В тексте письма всего несколько слов: «С Новым годом. Берегите себя и Макса». И подпись — Лео. Я непроизвольно выпрямилась в кресле. Он знал? Хотел предупредить? Я вновь пробежала глазами текст. Когда сообщение пришло? В два часа ночи. Видимо, там, где находится Лео, была полночь. Макс сказал, что из Швеции до нас полдня пути. Сейчас шесть вечера. Легендарный киевский князь и его товарищи больше часа как ушли. Как раз полдня. Все сходится. А что, если шведы не ошиблись? Вдруг им специально дали неправильный адрес? Кто? Лео? Вряд ли. Он может сделать что-то против меня, но не против Макса. Значит, он хотел предупредить. И сделал это в такой экзотической форме. Спасибо, Папа-Король, я теперь буду очень осторожна.
Или я тороплюсь? После тяжелого дня готова видеть неприятности за каждым кустом? Пойти, что ли, с «березками» посоветоваться?
Я отбила типовой ответ, мол, поздравляю, стою на страже спокойствия наших границ.
Настроение испортилось. Опять вокруг что-то затевалось. Словно воздух перед грозой наэлектризовывался и начинал самопроизвольно потрескивать, вызывая неприятные мурашки. То-то я взвинченная последнее время! И не в шведах дело. Кому-то было нужно, чтобы нас нашли, и воины-викинги за кого-то выполнили черную работу. Аскольд советовал уходить. А не является ли это чьим-то желанием? Кто-то хочет, чтобы мы выбрались из нашей норки. Эдгар? Хотя зачем Эдгару такая сложная игра? Не нравится ему Ирина, он одним движением может ее убить. А с нами и подавно без церемоний обошелся бы. Дверь откроем, в дом пустим. Никто о нас не вспомнит до лета.
Телефон пропел, сообщая, что мое послание улетело за границу. Плюс тридцать три. шестьсот одиннадцать… Какие музеи на сей раз привлекли старого вампира? Голландии? Испании? Италии? Выбор широк.

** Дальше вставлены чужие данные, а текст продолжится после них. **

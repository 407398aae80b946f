// SPDX-FileCopyrightText: 2025-2026 Zexin Yuan <aim@yzx9.xyz>
//
// SPDX-License-Identifier: Apache-2.0

use serde::Deserialize;

/// Default first day of week 1.
pub const DEFAULT_START_DATE: &str = "2025-09-08";

/// Default time zone of the timetable.
pub const DEFAULT_TIME_ZONE: &str = "Asia/Shanghai";

/// Options of [`parse`](crate::parse).
#[derive(Debug, Clone, PartialEq, Eq, Deserialize)]
#[serde(default)]
pub struct ParseOptions {
    /// Monday of teaching week 1, as `YYYY-MM-DD`.
    pub start_date: String,
    /// IANA time zone the timetable is read in.
    pub time_zone: String,
}

impl Default for ParseOptions {
    fn default() -> Self {
        Self {
            start_date: DEFAULT_START_DATE.to_string(),
            time_zone: DEFAULT_TIME_ZONE.to_string(),
        }
    }
}

impl ParseOptions {
    /// Set the start date.
    #[must_use]
    pub fn start_date(mut self, start_date: impl Into<String>) -> Self {
        self.start_date = start_date.into();
        self
    }

    /// Set the time zone.
    #[must_use]
    pub fn time_zone(mut self, time_zone: impl Into<String>) -> Self {
        self.time_zone = time_zone.into();
        self
    }
}
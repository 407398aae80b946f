// SPDX-FileCopyrightText: 2025-2026 Zexin Yuan <aim@yzx9.xyz>
//
// SPDX-License-Identifier: Apache-2.0

//! Shallow lexer for WordprocessingML markup.
//!
//! Only splits the source into tags and text. Nesting is tracked by the
//! scanner, and only for the handful of element names it cares about.

use std::fmt::{self, Display};

use logos::Logos;

/// Tokenize document markup. Stray `<` characters become [`Token::Error`].
pub fn tokenize(src: &str) -> impl Iterator<Item = Token<'_>> {
    Token::lexer(src).map(|tok| tok.unwrap_or(Token::Error))
}

/// Token emitted by the markup lexer
#[derive(PartialEq, Eq, Clone, Copy, Logos)]
pub enum Token<'src> {
    /// `<?xml ... ?>` and other processing instructions
    #[regex(r"<\?[^>]*>")]
    ProcessingInstruction,

    /// `<!-- -->`, `<!DOCTYPE>` and `<![CDATA[ ]]>`
    #[regex(r"<![^>]*>")]
    Declaration,

    /// `</w:tc>`
    #[regex(r"</[^>]*>")]
    EndTag(&'src str),

    /// `<w:tc>` or `<w:vMerge w:val="restart"/>`
    #[regex(r"<[^/?!>][^>]*>")]
    StartTag(&'src str),

    /// Character data between tags, entities not yet decoded
    #[regex(r"[^<]+")]
    Text(&'src str),

    /// Anything the other rules do not match, e.g. an unterminated tag
    Error,
}

impl Display for Token<'_> {
    fn fmt(&self, f: &mut fmt::Formatter<'_>) -> fmt::Result {
        match self {
            Self::ProcessingInstruction => write!(f, "ProcessingInstruction"),
            Self::Declaration => write!(f, "Declaration"),
            Self::EndTag(s) => write!(f, "EndTag({s})"),
            Self::StartTag(s) => write!(f, "StartTag({s})"),
            Self::Text(s) => write!(f, "Text({s})"),
            Self::Error => write!(f, "Error"),
        }
    }
}

impl fmt::Debug for Token<'_> {
    fn fmt(&self, f: &mut fmt::Formatter<'_>) -> fmt::Result {
        Display::fmt(self, f)
    }
}

/// A parsed start tag.
#[derive(Debug, Clone, Copy, PartialEq, Eq)]
pub struct Tag<'src> {
    /// Qualified element name, such as `w:tc`
    pub name: &'src str,
    attributes: &'src str,
    /// Whether the tag ends with `/>`
    pub self_closing: bool,
}

impl<'src> Tag<'src> {
    /// Split the raw slice of a [`Token::StartTag`] into name and attributes.
    #[must_use]
    pub fn parse(raw: &'src str) -> Self {
        let inner = raw.strip_prefix('<').unwrap_or(raw);
        let inner = inner.strip_suffix('>').unwrap_or(inner);
        let (inner, self_closing) = match inner.strip_suffix('/') {
            Some(inner) => (inner, true),
            None => (inner, false),
        };

        let (name, attributes) = inner
            .split_once(|c: char| c.is_ascii_whitespace())
            .unwrap_or((inner, ""));

        Self {
            name,
            attributes,
            self_closing,
        }
    }

    /// Raw value of the attribute `key`, if present.
    #[must_use]
    pub fn attribute(&self, key: &str) -> Option<&'src str> {
        attributes(self.attributes).find_map(|(k, v)| (k == key).then_some(v))
    }
}

/// Name of the element closed by the raw slice of a [`Token::EndTag`].
#[must_use]
pub fn end_tag_name(raw: &str) -> &str {
    let inner = raw.strip_prefix("</").unwrap_or(raw);
    let inner = inner.strip_suffix('>').unwrap_or(inner);
    inner.trim_end()
}

/// Iterate over `key="value"` pairs. Both quote styles are accepted; a
/// pair without a quoted value ends the iteration.
fn attributes(mut rest: &str) -> impl Iterator<Item = (&str, &str)> {
    std::iter::from_fn(move || {
        let (key, after_key) = rest.trim_start().split_once('=')?;
        let after_eq = after_key.trim_start();
        let quote = after_eq.chars().next().filter(|c| *c == '"' || *c == '\'')?;
        let value_start = after_eq.get(1..)?;
        let (value, after_value) = value_start.split_once(quote)?;
        rest = after_value;
        Some((key.trim(), value))
    })
}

Я уронила лицо в ладони. О чем я думаю? Каких-нибудь четыре месяца назад Голландия, Испания и Италия были для меня другими галактиками, далекими и чужими планетами, выдуманными фантастами. Сейчас же они что-то близкое, куда легко можно попасть, и я это так спокойно воспринимаю. А все из-за того, что однажды днем в дверь подъезда моего дома не смогли сразу внести тяжеленное белое пианино. Или потому, что просто была осень, и так хотелось немного тепла и чуда. Когда сильно чего-то хочется, оно непременно случается. Чудо встретившихся глаз, неожиданного слова, некстати пришедших в голову мыслей. Осень, осень… Тогда все умирало, листья покорно ложились под ноги. А сейчас зима, и уже ничего не хочется, разве только спать — долго-долго, столько, сколько будет лежать снег, и проснуться уже другой, не гусеницей, а бабочкой, как говорил Макс. Стать имаго, быть не между тем и этим, а закончить свое превращение. Имаго… Хорошо звучит. Метаморфозы начались, но до завершения далеко. Из меня должна получиться хорошая бабочка. Интересно, что у Дракона написано в тетради? Если та тетрадь на самом деле существует…

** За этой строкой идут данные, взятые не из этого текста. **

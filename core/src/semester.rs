// SPDX-FileCopyrightText: 2025-2026 Zexin Yuan <aim@yzx9.xyz>
//
// SPDX-License-Identifier: Apache-2.0

use jiff::civil::{Date, Time};
use jiff::tz::TimeZone;
use jiff::{Span, Zoned};
use serde::Serialize;

use crate::error::{Result, TimetableError};

const LOCAL_DATETIME_FORMAT: &str = "%Y%m%dT%H%M%S";

/// One dated meeting of a course.
#[derive(Debug, Clone, PartialEq, Eq, Hash, Serialize)]
#[serde(rename_all = "camelCase")]
pub struct Occurrence {
    /// Teaching week, starting at 1.
    pub week: u32,
    /// Local start time as `YYYYMMDDTHHMMSS`.
    pub dt_start: String,
    /// Local end time as `YYYYMMDDTHHMMSS`.
    pub dt_end: String,
}

/// Maps teaching weeks and weekdays onto local dates of a time zone.
///
/// Week 1 is the week containing the start date, which is expected to be a
/// Monday. This is not checked.
#[derive(Debug, Clone)]
pub struct SemesterCalendar {
    start: Date,
    time_zone: TimeZone,
}

impl SemesterCalendar {
    /// Validate the start date (`YYYY-M-D`) and the IANA time zone name.
    ///
    /// # Errors
    ///
    /// Returns [`TimetableError::InvalidStartDate`] if the date is malformed
    /// or does not exist, and [`TimetableError::InvalidTimeZone`] if the zone
    /// is unknown.
    pub fn new(start_date: &str, time_zone: &str) -> Result<Self> {
        let start = parse_start_date(start_date)
            .ok_or_else(|| TimetableError::InvalidStartDate(start_date.to_string()))?;
        let time_zone = TimeZone::get(time_zone).map_err(|e| {
            tracing::debug!(time_zone, %e, "time zone lookup failed");
            TimetableError::InvalidTimeZone(time_zone.to_string())
        })?;
        Ok(Self { start, time_zone })
    }

    /// First day of week 1.
    #[must_use]
    pub const fn start(&self) -> Date {
        self.start
    }

    /// Time zone occurrences are resolved in.
    #[must_use]
    pub const fn time_zone(&self) -> &TimeZone {
        &self.time_zone
    }

    /// Date of `day_offset` (Monday = 0) in teaching week `week`.
    ///
    /// # Errors
    ///
    /// Returns an error if the date is outside of the supported range.
    pub fn date_of(&self, week: u32, day_offset: i64) -> std::result::Result<Date, jiff::Error> {
        let days = (i64::from(week) - 1) * 7 + day_offset;
        self.start.checked_add(Span::new().try_days(days)?)
    }

    /// Local start and end timestamps of a meeting.
    ///
    /// Wall-clock times falling into a DST gap are shifted forward, ambiguous
    /// ones take the earlier offset.
    ///
    /// # Errors
    ///
    /// Returns an error if the date is outside of the supported range.
    pub fn occurrence(
        &self,
        week: u32,
        day_offset: i64,
        start: Time,
        end: Time,
    ) -> std::result::Result<Occurrence, jiff::Error> {
        let date = self.date_of(week, day_offset)?;
        Ok(Occurrence {
            week,
            dt_start: self.local(date, start)?,
            dt_end: self.local(date, end)?,
        })
    }

    fn local(&self, date: Date, time: Time) -> std::result::Result<String, jiff::Error> {
        let zoned: Zoned = self.time_zone.to_zoned(date.to_datetime(time))?;
        Ok(zoned.strftime(LOCAL_DATETIME_FORMAT).to_string())
    }
}

/// Parse `YYYY-M-D` with one or more ASCII digits per field.
fn parse_start_date(s: &str) -> Option<Date> {
    let mut parts = s.trim().split('-');
    let (Some(year), Some(month), Some(day), None) =
        (parts.next(), parts.next(), parts.next(), parts.next())
    else {
        return None;
    };

    let year: i16 = digits(year)?.parse().ok()?;
    let month: i8 = digits(month)?.parse().ok()?;
    let day: i8 = digits(day)?.parse().ok()?;
    Date::new(year, month, day).ok()
}

fn digits(part: &str) -> Option<&str> {
    (!part.is_empty() && part.bytes().all(|b| b.is_ascii_digit())).then_some(part)
}
// SPDX-FileCopyrightText: 2025-2026 Zexin Yuan <aim@yzx9.xyz>
//
// SPDX-License-Identifier: Apache-2.0

//! Read the timetable layout out of a [`Grid`]: the header row names the
//! weekday of each column, the first column names the period of each row,
//! and every other cell holds course entries.

use std::collections::BTreeMap;
use std::sync::LazyLock;

use jiff::civil::{Time, Weekday};
use regex::Regex;
use serde::Serialize;
use serde::ser::SerializeSeq;

use crate::course::{CourseRecord, RecordError};
use crate::diagnostics::{SkipReason, SkipReporter};
use crate::event::{Event, EventAggregator, EventKey};
use crate::grid::{Grid, GridCell};
use crate::semester::SemesterCalendar;

static PERIOD_LABEL: LazyLock<Regex> = LazyLock::new(|| {
    Regex::new(r"^第([0-9]+)节\s+([0-9]{2}:[0-9]{2})~([0-9]{2}:[0-9]{2})$").unwrap()
});

static WHITESPACE: LazyLock<Regex> = LazyLock::new(|| Regex::new(r"\s+").unwrap());

static ENTRY_SEPARATOR: LazyLock<Regex> = LazyLock::new(|| Regex::new(r"\n|\s{2,}").unwrap());

/// A table row labelled with a class period, e.g. `第1节 08:00~08:45`.
#[derive(Debug, Clone, PartialEq, Eq, Serialize)]
pub struct Period {
    /// Grid row of the label.
    pub row: usize,
    /// Period number.
    pub period: u32,
    /// Start time as `HH:MM`.
    pub start: String,
    /// End time as `HH:MM`.
    pub end: String,
    #[serde(skip)]
    start_time: Time,
    #[serde(skip)]
    end_time: Time,
}

impl Period {
    /// Parse a period label. Runs of whitespace count as one space.
    ///
    /// Returns `None` if the label does not match or a clock time is not a
    /// valid time of day.
    #[must_use]
    pub fn parse(row: usize, label: &str) -> Option<Self> {
        Self::read(row, label)?.ok()
    }

    /// `None` for text that is not a period label, an error for a period
    /// label whose numbers are out of range.
    fn read(row: usize, label: &str) -> Option<Result<Self, SkipReason>> {
        let label = WHITESPACE.replace_all(label, " ");
        let label = label.trim();
        let caps = PERIOD_LABEL.captures(label)?;
        let (period, start, end) = (caps.get(1)?, caps.get(2)?, caps.get(3)?);
        let (start, end) = (start.as_str(), end.as_str());

        let parsed = period
            .as_str()
            .parse::<u32>()
            .ok()
            .zip(parse_clock(start))
            .zip(parse_clock(end));
        let Some(((period, start_time), end_time)) = parsed else {
            return Some(Err(SkipReason::InvalidPeriod {
                label: label.to_string(),
            }));
        };
        Some(Ok(Self {
            row,
            period,
            start: start.to_string(),
            end: end.to_string(),
            start_time,
            end_time,
        }))
    }

    /// Start time of the period.
    #[must_use]
    pub const fn start_time(&self) -> Time {
        self.start_time
    }

    /// End time of the period.
    #[must_use]
    pub const fn end_time(&self) -> Time {
        self.end_time
    }
}

fn parse_clock(s: &str) -> Option<Time> {
    let (hour, minute) = s.split_once(':')?;
    Time::new(hour.parse().ok()?, minute.parse().ok()?, 0, 0).ok()
}

/// Periods keyed by grid row.
#[derive(Debug, Clone, Default, PartialEq, Eq)]
pub struct PeriodTable {
    periods: BTreeMap<usize, Period>,
}

impl PeriodTable {
    /// Parse the first column of every row below the header.
    #[must_use]
    pub fn from_grid(grid: &Grid) -> Self {
        Self::read(grid, &mut SkipReporter::new(None))
    }

    /// Like [`from_grid`](Self::from_grid), reporting period labels with
    /// impossible times.
    pub(crate) fn read(grid: &Grid, reporter: &mut SkipReporter<'_>) -> Self {
        let mut periods = BTreeMap::new();
        for row in 1..grid.row_count() {
            let Some(cell) = grid.cell_at(row, 0) else {
                continue;
            };
            match Period::read(row, &cell.text) {
                Some(Ok(period)) => {
                    periods.insert(row, period);
                }
                Some(Err(reason)) => reporter.report(row, 0, None, reason),
                None => {}
            }
        }
        Self { periods }
    }

    /// Period of a grid row.
    #[must_use]
    pub fn get(&self, row: usize) -> Option<&Period> {
        self.periods.get(&row)
    }

    /// Periods in row order.
    pub fn iter(&self) -> impl Iterator<Item = &Period> {
        self.periods.values()
    }

    /// Number of labelled rows.
    #[must_use]
    pub fn len(&self) -> usize {
        self.periods.len()
    }

    /// Whether no row is labelled.
    #[must_use]
    pub fn is_empty(&self) -> bool {
        self.periods.is_empty()
    }
}

impl Serialize for PeriodTable {
    fn serialize<S: serde::Serializer>(&self, serializer: S) -> Result<S::Ok, S::Error> {
        let mut seq = serializer.serialize_seq(Some(self.periods.len()))?;
        for period in self.periods.values() {
            seq.serialize_element(period)?;
        }
        seq.end()
    }
}

/// Weekday label of every column. Column 0 holds the period labels and is
/// always `None`.
#[derive(Debug, Clone, Default, PartialEq, Eq, Serialize)]
#[serde(transparent)]
pub struct ColumnDayMap {
    labels: Vec<Option<String>>,
}

impl ColumnDayMap {
    /// Read the trimmed header text of every column after the first.
    #[must_use]
    pub fn from_grid(grid: &Grid) -> Self {
        let labels = (0..grid.column_count())
            .map(|column| {
                (column > 0).then(|| {
                    grid.cell_at(0, column)
                        .map(|cell| cell.text.trim().to_string())
                        .unwrap_or_default()
                })
            })
            .collect();
        Self { labels }
    }

    /// Header label of a column.
    #[must_use]
    pub fn label(&self, column: usize) -> Option<&str> {
        self.labels.get(column)?.as_deref()
    }

    /// Weekday of a column, if its label names one.
    #[must_use]
    pub fn weekday(&self, column: usize) -> Option<Weekday> {
        self.label(column).and_then(weekday_of)
    }

    /// Number of columns.
    #[must_use]
    pub fn len(&self) -> usize {
        self.labels.len()
    }

    /// Whether the header is empty.
    #[must_use]
    pub fn is_empty(&self) -> bool {
        self.labels.is_empty()
    }
}

/// Days from Monday for a Chinese weekday label (`星期一` = 0, `星期日` and
/// `星期天` = 6).
#[must_use]
pub fn day_offset(label: &str) -> Option<i64> {
    weekday_of(label).map(|day| i64::from(day.to_monday_zero_offset()))
}

fn weekday_of(label: &str) -> Option<Weekday> {
    let day = match label {
        "星期一" => Weekday::Monday,
        "星期二" => Weekday::Tuesday,
        "星期三" => Weekday::Wednesday,
        "星期四" => Weekday::Thursday,
        "星期五" => Weekday::Friday,
        "星期六" => Weekday::Saturday,
        "星期日" | "星期天" => Weekday::Sunday,
        _ => return None,
    };
    Some(day)
}

/// Course entries of a cell: every line, or run of text separated by two
/// or more spaces, that contains a `/`.
pub(crate) fn split_entries(cell: &GridCell) -> Vec<&str> {
    let sources: Vec<&str> = if cell.paragraphs.is_empty() {
        vec![cell.text.as_str()]
    } else {
        cell.paragraphs.iter().map(String::as_str).collect()
    };

    sources
        .into_iter()
        .flat_map(|paragraph| ENTRY_SEPARATOR.split(paragraph))
        .map(str::trim)
        .filter(|part| part.contains('/'))
        .collect()
}

/// Expand every course entry of the grid into dated occurrences and merge
/// them into events.
#[tracing::instrument(level = "debug", skip_all)]
pub(crate) fn collect_events(
    grid: &Grid,
    periods: &PeriodTable,
    days: &ColumnDayMap,
    calendar: &SemesterCalendar,
    time_zone: &str,
    reporter: &mut SkipReporter<'_>,
) -> Vec<Event> {
    let mut aggregator = EventAggregator::new();
    for row in 1..grid.row_count() {
        for column in 1..grid.column_count() {
            let Some(cell) = grid.cell_at(row, column) else {
                continue;
            };
            if !cell.is_anchor(row, column) {
                continue;
            }

            let entries = split_entries(cell);
            if entries.is_empty() {
                continue;
            }

            let label = days.label(column).unwrap_or_default();
            let Some(offset) = day_offset(label) else {
                let reason = SkipReason::UnmappedDay {
                    label: label.to_string(),
                };
                reporter.report(row, column, None, reason);
                continue;
            };

            let end_row = grid.find_end_row(row, column);
            for entry in entries {
                let record = match entry.parse::<CourseRecord>() {
                    Ok(record) => record,
                    Err(RecordError::FieldCount { found }) => {
                        let reason = SkipReason::FieldCount { found };
                        reporter.report(row, column, Some(entry), reason);
                        continue;
                    }
                };

                if record.weeks.is_empty() {
                    reporter.report(row, column, Some(entry), SkipReason::NoWeeks);
                    continue;
                }

                let (Some(first), Some(last)) = (periods.get(row), periods.get(end_row)) else {
                    let missing = if periods.get(row).is_none() { row } else { end_row };
                    let reason = SkipReason::MissingPeriod { row: missing };
                    reporter.report(row, column, Some(entry), reason);
                    continue;
                };

                let occurrences: Result<Vec<_>, _> = record
                    .weeks
                    .iter()
                    .map(|&week| {
                        calendar.occurrence(week, offset, first.start_time(), last.end_time())
                    })
                    .collect();
                let occurrences = match occurrences {
                    Ok(occurrences) => occurrences,
                    Err(e) => {
                        let reason = SkipReason::DateOutOfRange(e.to_string());
                        reporter.report(row, column, Some(entry), reason);
                        continue;
                    }
                };

                let key = EventKey {
                    course: record.course_raw.clone(),
                    teacher: record.teacher.clone(),
                    location: record.location.clone(),
                    day: label.to_string(),
                    start_period: first.period,
                    end_period: last.period,
                };
                aggregator.add(key, &record, occurrences);
            }
        }
    }

    tracing::debug!(events = aggregator.len(), "course entries merged");
    aggregator.finish(time_zone)
}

И снова падал снег. Я сидела в кресле посреди заснеженного леса, напротив меня на низкой ветке ели устроилась неприятная черная птица Ничего не стоило встать и прогнать ее. Еще легче было ее убить. Но я этого не делала. Время еще не пришло. Поступок, совершенный не вовремя, страшнее бездействия.
Меня разбудили Маринка и начавший пробирать холод.

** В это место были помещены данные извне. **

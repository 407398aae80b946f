// SPDX-FileCopyrightText: 2025-2026 Zexin Yuan <aim@yzx9.xyz>
//
// SPDX-License-Identifier: Apache-2.0

//! Token-driven state machine that turns the markup token stream into the
//! document title and table blocks.

use std::borrow::Cow;

use crate::markup::lexer::{Tag, Token, end_tag_name};
use crate::markup::{DocumentMarkup, RawCell, TableBlock, VerticalMerge};

const TABLE: &str = "w:tbl";
const ROW: &str = "w:tr";
const CELL: &str = "w:tc";
const PARAGRAPH: &str = "w:p";
const TEXT: &str = "w:t";
const GRID_SPAN: &str = "w:gridSpan";
const VERTICAL_MERGE: &str = "w:vMerge";

/// Scan a token stream into the title and the top-level tables.
pub fn scan<'src>(tokens: impl IntoIterator<Item = Token<'src>>) -> DocumentMarkup {
    let mut scanner = DocumentScanner::default();
    for token in tokens {
        scanner.feed(token);
    }
    scanner.finish()
}

/// Scan the tokens of a single cell fragment. Row and table tags are ignored.
pub fn scan_cell<'src>(tokens: impl IntoIterator<Item = Token<'src>>) -> RawCell {
    let mut cell = CellBuilder::default();
    for token in tokens {
        match token {
            Token::StartTag(raw) => cell.start(Tag::parse(raw)),
            Token::EndTag(raw) => cell.end(end_tag_name(raw)),
            Token::Text(raw) => cell.text(raw),
            Token::ProcessingInstruction | Token::Declaration | Token::Error => {}
        }
    }
    cell.finish()
}

#[derive(Debug, Default)]
struct DocumentScanner {
    title: Vec<String>,
    title_run: RunBuffer,
    seen_table: bool,
    tables: Vec<TableBlock>,
    /// `w:tbl` nesting level, 0 outside of any table
    depth: usize,
    rows: Vec<Vec<RawCell>>,
    row: Option<Vec<RawCell>>,
    cell: Option<CellBuilder>,
}

impl DocumentScanner {
    fn feed(&mut self, token: Token<'_>) {
        match token {
            Token::StartTag(raw) => self.start(Tag::parse(raw)),
            Token::EndTag(raw) => self.end(end_tag_name(raw)),
            Token::Text(raw) => self.text(raw),
            Token::ProcessingInstruction | Token::Declaration | Token::Error => {}
        }
    }

    fn start(&mut self, tag: Tag<'_>) {
        if tag.name == TABLE {
            self.seen_table = true;
            if tag.self_closing {
                if self.depth == 0 {
                    self.tables.push(TableBlock::default());
                }
            } else {
                self.depth += 1;
            }
            return;
        }

        match self.depth {
            0 if !self.seen_table && tag.name == TEXT => self.title_run.open(&tag),
            1 => self.start_in_table(&tag),
            _ => {}
        }
    }

    fn start_in_table(&mut self, tag: &Tag<'_>) {
        match tag.name {
            ROW => {
                self.close_row();
                self.row = Some(Vec::new());
                if tag.self_closing {
                    self.close_row();
                }
            }
            CELL => {
                self.close_cell();
                self.cell = Some(CellBuilder::default());
                if tag.self_closing {
                    self.close_cell();
                }
            }
            _ => {
                if let Some(cell) = &mut self.cell {
                    cell.start(*tag);
                }
            }
        }
    }

    fn end(&mut self, name: &str) {
        if name == TABLE {
            match self.depth {
                0 => {}
                1 => {
                    self.close_table();
                    self.depth = 0;
                }
                _ => self.depth -= 1,
            }
            return;
        }

        match self.depth {
            0 if name == TEXT => {
                if let Some(run) = self.title_run.close() {
                    let run = run.trim();
                    if !run.is_empty() {
                        self.title.push(run.to_string());
                    }
                }
            }
            1 => match name {
                ROW => self.close_row(),
                CELL => self.close_cell(),
                _ => {
                    if let Some(cell) = &mut self.cell {
                        cell.end(name);
                    }
                }
            },
            _ => {}
        }
    }

    fn text(&mut self, raw: &str) {
        match self.depth {
            0 => self.title_run.push(raw),
            1 => {
                if let Some(cell) = &mut self.cell {
                    cell.text(raw);
                }
            }
            _ => {}
        }
    }

    fn close_cell(&mut self) {
        if let Some(cell) = self.cell.take() {
            self.row.get_or_insert_with(Vec::new).push(cell.finish());
        }
    }

    fn close_row(&mut self) {
        self.close_cell();
        if let Some(row) = self.row.take() {
            self.rows.push(row);
        }
    }

    fn close_table(&mut self) {
        self.close_row();
        let rows = std::mem::take(&mut self.rows);
        tracing::trace!(rows = rows.len(), "table closed");
        self.tables.push(TableBlock { rows });
    }

    fn finish(mut self) -> DocumentMarkup {
        if self.depth > 0 {
            tracing::debug!("table not closed at end of document");
            self.close_table();
        }

        DocumentMarkup {
            title: self.title.join(" "),
            tables: self.tables,
        }
    }
}

/// Content of one `w:tc` under construction.
#[derive(Debug, Default)]
struct CellBuilder {
    paragraphs: Vec<String>,
    paragraph: Option<String>,
    run: RunBuffer,
    col_span: Option<u32>,
    v_merge: VerticalMerge,
}

impl CellBuilder {
    fn start(&mut self, tag: Tag<'_>) {
        match tag.name {
            PARAGRAPH if !tag.self_closing => {
                self.close_paragraph();
                self.paragraph = Some(String::new());
            }
            TEXT if self.paragraph.is_some() => self.run.open(&tag),
            GRID_SPAN => {
                self.col_span = tag
                    .attribute("w:val")
                    .and_then(|v| v.trim().parse::<u32>().ok());
            }
            VERTICAL_MERGE => {
                self.v_merge = match tag.attribute("w:val") {
                    None | Some("continue") => VerticalMerge::Continue,
                    Some("restart") => VerticalMerge::Restart,
                    Some(_) => VerticalMerge::None,
                };
            }
            _ => {}
        }
    }

    fn end(&mut self, name: &str) {
        match name {
            PARAGRAPH => self.close_paragraph(),
            TEXT => {
                if let (Some(run), Some(paragraph)) = (self.run.close(), &mut self.paragraph) {
                    paragraph.push_str(&run);
                }
            }
            _ => {}
        }
    }

    fn text(&mut self, raw: &str) {
        self.run.push(raw);
    }

    fn close_paragraph(&mut self) {
        self.end(TEXT);
        if let Some(paragraph) = self.paragraph.take() {
            let paragraph = paragraph.replace('\u{b}', "\n");
            let paragraph = paragraph.trim();
            if !paragraph.is_empty() {
                self.paragraphs.push(paragraph.to_string());
            }
        }
    }

    fn finish(mut self) -> RawCell {
        self.close_paragraph();
        RawCell {
            text: self.paragraphs.join("\n"),
            paragraphs: self.paragraphs,
            col_span: self.col_span.unwrap_or(1).max(1),
            v_merge: self.v_merge,
        }
    }
}

/// Collects the character data of one `w:t` element.
#[derive(Debug, Default)]
struct RunBuffer {
    text: Option<String>,
}

impl RunBuffer {
    fn open(&mut self, tag: &Tag<'_>) {
        if !tag.self_closing {
            self.text = Some(String::new());
        }
    }

    fn push(&mut self, raw: &str) {
        if let Some(text) = &mut self.text {
            text.push_str(&decode_entities(raw));
        }
    }

    fn close(&mut self) -> Option<String> {
        self.text.take()
    }
}

/// Decode predefined and numeric entities, keeping the raw text when it
/// contains an unknown or malformed reference.
fn decode_entities(raw: &str) -> Cow<'_, str> {
    quick_xml::escape::unescape(raw).unwrap_or(Cow::Borrowed(raw))
}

Маринка протопала через кухню, как стадо маленьких гиппопотамчиков, зачем-то начала с грохотом перебирать сложенные около печки дрова.
— О! Ты уже проснулась! — мрачно произнесла она. — А я как раз пришла. Очень кстати. Надо поговорить.
Какие-то секунды я соединяла реальность со своим сном, мне даже показалось, что где-то каркнула ворона. Или это кровать в комнате заскрипела?
Я потянулась, приходя в себя, глянула на Маринку. Глаза на меня не поднимает, гремит полешками. Специально разбудила. Накипело.
— Извини, — голос мой со сна был немного хрипловат, — с арканом неудачно получилось.
Девочка быстро глянула на меня и снова вернулась к дровам.
— Забыли, — ответила совсем по-взрослому.
— Ты испугалась?
Тело у меня ломило. Хотелось разобраться на запчасти и собраться по новой, но как-то удобней, что ли.
— Обрадовалась. — Поленья рассыпались вокруг нее. — Это так легко делается?
— Не очень. — Надо объяснить. В двух словах. Не пугая. — Аркан был не для тебя.
— А как от него защищаться? — Маринка даже не повернулась.
— Не нападать, — сказала быстро, не задумываясь. Зря. Не поймет.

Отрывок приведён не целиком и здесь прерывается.